Dataset items
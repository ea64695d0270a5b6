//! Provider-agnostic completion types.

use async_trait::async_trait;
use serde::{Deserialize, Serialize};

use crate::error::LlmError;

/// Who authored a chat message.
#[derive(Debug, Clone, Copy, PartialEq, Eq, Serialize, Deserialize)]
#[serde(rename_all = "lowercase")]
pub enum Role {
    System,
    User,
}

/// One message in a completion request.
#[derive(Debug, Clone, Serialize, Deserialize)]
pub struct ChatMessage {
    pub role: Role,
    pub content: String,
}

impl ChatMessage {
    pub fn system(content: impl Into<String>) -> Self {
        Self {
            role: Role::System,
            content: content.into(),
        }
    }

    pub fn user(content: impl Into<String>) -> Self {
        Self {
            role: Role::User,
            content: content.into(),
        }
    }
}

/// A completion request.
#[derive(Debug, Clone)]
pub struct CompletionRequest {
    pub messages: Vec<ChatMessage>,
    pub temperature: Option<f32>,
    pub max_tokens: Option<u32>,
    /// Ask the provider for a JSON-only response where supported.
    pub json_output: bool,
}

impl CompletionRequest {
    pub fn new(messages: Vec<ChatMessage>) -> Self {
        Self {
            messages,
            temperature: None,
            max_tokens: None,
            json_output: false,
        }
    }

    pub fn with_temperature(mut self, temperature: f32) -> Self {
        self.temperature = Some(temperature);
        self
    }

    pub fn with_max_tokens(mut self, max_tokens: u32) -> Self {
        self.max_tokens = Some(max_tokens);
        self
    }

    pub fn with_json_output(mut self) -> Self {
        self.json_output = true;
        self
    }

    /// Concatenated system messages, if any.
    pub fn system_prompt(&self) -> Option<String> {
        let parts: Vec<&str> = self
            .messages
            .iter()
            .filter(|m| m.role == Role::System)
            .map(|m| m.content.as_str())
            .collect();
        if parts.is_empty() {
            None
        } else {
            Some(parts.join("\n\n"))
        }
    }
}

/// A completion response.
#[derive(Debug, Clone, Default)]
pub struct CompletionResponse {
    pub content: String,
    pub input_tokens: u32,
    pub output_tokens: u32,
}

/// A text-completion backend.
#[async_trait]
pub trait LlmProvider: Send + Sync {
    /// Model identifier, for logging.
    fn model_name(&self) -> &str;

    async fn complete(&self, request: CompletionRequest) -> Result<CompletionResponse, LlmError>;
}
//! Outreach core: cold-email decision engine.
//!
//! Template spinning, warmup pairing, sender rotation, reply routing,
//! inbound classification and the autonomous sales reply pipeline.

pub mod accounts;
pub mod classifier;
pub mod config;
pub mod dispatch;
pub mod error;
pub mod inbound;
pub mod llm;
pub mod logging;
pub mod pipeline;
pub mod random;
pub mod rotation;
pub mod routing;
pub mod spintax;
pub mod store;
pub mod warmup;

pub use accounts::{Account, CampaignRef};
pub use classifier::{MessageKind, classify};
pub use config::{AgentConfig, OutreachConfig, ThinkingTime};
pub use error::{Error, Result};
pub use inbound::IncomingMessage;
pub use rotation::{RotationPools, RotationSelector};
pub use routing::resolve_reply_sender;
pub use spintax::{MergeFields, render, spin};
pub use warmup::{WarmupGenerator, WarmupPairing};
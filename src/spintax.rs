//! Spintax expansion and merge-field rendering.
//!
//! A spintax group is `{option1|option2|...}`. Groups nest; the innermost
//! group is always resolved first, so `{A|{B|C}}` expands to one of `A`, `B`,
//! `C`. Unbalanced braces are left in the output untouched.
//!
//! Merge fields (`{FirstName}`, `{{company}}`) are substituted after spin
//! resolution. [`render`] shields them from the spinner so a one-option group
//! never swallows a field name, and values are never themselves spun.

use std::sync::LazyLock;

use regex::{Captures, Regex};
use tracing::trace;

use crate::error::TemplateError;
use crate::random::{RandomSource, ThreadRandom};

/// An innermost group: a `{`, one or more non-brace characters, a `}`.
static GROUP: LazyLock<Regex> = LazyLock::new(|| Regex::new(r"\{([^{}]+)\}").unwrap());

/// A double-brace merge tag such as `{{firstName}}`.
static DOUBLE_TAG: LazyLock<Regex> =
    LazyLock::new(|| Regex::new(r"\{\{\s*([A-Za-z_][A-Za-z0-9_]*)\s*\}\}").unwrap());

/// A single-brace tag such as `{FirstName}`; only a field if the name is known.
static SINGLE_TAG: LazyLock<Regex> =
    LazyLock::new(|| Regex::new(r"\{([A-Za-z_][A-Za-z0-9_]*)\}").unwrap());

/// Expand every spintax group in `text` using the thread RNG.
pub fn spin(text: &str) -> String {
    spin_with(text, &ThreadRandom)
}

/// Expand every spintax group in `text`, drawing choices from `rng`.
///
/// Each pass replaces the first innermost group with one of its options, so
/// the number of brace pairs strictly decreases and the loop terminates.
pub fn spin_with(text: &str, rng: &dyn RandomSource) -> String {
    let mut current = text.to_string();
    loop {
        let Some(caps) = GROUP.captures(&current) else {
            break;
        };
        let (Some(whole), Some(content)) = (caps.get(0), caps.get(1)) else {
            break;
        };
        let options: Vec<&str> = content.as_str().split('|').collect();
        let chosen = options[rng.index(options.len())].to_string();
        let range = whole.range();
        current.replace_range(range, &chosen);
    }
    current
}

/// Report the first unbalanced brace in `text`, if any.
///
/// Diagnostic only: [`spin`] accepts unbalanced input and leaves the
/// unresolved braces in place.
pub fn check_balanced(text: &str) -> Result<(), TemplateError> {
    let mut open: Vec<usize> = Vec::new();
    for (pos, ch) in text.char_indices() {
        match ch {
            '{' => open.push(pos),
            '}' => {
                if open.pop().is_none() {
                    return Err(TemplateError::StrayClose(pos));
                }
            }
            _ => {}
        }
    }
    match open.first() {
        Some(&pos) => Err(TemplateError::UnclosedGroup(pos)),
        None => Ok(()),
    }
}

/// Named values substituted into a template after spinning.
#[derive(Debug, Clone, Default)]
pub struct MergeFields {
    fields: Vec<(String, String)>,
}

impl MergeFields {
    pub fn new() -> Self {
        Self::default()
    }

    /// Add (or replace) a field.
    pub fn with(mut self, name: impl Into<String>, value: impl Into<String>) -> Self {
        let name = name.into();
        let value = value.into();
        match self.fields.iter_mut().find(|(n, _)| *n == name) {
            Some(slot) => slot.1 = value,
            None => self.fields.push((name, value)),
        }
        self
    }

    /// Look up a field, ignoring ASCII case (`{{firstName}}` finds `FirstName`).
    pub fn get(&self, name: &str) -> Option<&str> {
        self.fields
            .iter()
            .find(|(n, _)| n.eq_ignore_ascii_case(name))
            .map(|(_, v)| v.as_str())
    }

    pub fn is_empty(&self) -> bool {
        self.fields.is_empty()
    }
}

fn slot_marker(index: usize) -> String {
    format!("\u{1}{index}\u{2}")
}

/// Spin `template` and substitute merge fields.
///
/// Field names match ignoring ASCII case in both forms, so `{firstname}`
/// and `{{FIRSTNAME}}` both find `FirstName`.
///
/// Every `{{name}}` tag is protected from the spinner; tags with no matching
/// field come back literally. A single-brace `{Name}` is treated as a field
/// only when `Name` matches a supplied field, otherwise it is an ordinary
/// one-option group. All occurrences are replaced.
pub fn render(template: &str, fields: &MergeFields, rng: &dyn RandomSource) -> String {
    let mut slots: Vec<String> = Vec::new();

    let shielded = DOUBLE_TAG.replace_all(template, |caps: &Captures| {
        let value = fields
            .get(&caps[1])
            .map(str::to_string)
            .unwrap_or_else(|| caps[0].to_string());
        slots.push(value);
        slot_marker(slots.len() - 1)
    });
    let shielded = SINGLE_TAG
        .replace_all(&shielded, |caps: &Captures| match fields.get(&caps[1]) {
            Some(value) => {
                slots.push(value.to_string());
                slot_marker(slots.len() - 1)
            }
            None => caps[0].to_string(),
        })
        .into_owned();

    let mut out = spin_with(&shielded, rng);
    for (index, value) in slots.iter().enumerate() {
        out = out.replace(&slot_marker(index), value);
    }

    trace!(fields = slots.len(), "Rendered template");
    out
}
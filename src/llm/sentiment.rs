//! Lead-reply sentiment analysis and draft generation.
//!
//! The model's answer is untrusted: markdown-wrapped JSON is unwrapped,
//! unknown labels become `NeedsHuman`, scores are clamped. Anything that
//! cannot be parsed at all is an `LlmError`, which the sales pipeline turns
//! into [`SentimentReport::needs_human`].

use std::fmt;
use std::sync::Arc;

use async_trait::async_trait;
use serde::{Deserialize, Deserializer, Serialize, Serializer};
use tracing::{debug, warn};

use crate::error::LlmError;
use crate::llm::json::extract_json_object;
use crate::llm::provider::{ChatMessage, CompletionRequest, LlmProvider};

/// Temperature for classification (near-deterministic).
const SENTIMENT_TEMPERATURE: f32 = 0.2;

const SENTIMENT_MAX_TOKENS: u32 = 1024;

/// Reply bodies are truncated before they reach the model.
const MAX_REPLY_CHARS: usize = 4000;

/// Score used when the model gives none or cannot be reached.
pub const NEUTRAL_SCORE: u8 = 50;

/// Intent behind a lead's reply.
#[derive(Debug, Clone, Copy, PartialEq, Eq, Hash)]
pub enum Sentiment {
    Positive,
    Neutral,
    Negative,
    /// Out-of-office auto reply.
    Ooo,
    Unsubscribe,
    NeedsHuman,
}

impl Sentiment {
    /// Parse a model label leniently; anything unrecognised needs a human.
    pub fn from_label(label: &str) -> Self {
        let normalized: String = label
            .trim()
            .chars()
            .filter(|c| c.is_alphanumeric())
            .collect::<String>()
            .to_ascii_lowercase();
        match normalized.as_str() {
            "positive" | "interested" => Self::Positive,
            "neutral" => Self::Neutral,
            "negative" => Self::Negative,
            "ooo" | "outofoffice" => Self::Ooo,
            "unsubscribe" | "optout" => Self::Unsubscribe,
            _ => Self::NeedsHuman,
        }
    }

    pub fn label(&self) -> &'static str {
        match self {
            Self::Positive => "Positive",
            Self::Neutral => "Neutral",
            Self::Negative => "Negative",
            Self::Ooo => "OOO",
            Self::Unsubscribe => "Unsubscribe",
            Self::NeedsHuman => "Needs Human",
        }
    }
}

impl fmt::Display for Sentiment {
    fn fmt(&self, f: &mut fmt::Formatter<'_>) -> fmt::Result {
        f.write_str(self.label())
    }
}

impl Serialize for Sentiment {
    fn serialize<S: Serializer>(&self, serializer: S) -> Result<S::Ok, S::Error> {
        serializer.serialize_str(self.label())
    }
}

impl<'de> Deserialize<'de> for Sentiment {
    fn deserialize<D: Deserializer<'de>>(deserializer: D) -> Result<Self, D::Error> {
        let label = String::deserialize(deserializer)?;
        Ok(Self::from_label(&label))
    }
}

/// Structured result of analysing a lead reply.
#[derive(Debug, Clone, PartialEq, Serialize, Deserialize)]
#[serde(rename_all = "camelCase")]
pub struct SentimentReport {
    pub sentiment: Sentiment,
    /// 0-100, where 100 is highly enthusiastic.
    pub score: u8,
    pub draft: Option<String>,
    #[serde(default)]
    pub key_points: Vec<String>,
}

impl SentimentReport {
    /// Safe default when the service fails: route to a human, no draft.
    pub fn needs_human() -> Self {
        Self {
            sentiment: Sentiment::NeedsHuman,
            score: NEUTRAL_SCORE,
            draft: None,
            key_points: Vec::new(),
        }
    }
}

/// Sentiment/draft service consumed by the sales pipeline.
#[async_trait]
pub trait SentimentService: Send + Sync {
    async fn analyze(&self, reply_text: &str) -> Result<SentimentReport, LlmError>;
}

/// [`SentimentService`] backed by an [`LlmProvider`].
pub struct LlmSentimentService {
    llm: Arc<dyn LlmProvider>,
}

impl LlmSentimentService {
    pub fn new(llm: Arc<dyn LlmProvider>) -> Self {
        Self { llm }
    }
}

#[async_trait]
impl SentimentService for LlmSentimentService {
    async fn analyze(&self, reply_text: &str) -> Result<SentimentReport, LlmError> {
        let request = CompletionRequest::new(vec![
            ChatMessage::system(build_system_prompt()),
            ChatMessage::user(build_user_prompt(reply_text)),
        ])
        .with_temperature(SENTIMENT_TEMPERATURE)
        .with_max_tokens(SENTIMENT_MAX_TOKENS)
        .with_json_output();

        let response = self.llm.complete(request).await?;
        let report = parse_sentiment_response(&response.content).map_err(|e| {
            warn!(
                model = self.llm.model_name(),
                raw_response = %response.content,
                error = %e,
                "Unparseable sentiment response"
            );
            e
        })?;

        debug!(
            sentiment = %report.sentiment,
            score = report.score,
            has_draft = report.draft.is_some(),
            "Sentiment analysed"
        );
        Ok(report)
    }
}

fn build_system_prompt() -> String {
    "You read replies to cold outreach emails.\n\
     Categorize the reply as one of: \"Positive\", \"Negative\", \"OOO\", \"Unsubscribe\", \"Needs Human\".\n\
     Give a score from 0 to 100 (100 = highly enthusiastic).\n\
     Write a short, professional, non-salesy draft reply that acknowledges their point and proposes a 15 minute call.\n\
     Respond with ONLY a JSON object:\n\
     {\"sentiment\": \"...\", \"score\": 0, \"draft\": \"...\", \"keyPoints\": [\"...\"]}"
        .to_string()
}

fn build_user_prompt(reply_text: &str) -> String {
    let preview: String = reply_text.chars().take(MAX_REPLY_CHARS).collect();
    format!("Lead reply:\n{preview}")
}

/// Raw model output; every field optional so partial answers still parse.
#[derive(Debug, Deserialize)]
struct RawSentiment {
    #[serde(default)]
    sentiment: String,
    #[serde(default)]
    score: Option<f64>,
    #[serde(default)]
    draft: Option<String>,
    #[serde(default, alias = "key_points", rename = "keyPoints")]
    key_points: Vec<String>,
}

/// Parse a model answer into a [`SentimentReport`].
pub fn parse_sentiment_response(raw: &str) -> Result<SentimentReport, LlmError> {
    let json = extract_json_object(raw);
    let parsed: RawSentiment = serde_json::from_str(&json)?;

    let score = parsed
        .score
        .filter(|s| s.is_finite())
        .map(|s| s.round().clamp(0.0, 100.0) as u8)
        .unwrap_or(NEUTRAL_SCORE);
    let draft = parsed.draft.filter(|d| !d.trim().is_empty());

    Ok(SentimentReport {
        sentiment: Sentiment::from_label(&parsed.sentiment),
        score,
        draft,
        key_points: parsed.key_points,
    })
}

• **Work item**
From the records above, copy only the lines starting with the line that holds "fn serialize<S: Serializer>(&self, serializer: S)" and going on through the line that holds "fn deserialize<D: Deserializer<'de>>(deserializer: D)", exactly as written.

• **Response area**
    fn serialize<S: Serializer>(&self, serializer: S) -> Result<S::Ok, S::Error> {
        serializer.serialize_str(self.label())
    }
}

impl<'de> Deserialize<'de> for Sentiment {
    fn deserialize<D: Deserializer<'de>>(deserializer: D) -> Result<Self, D::Error> {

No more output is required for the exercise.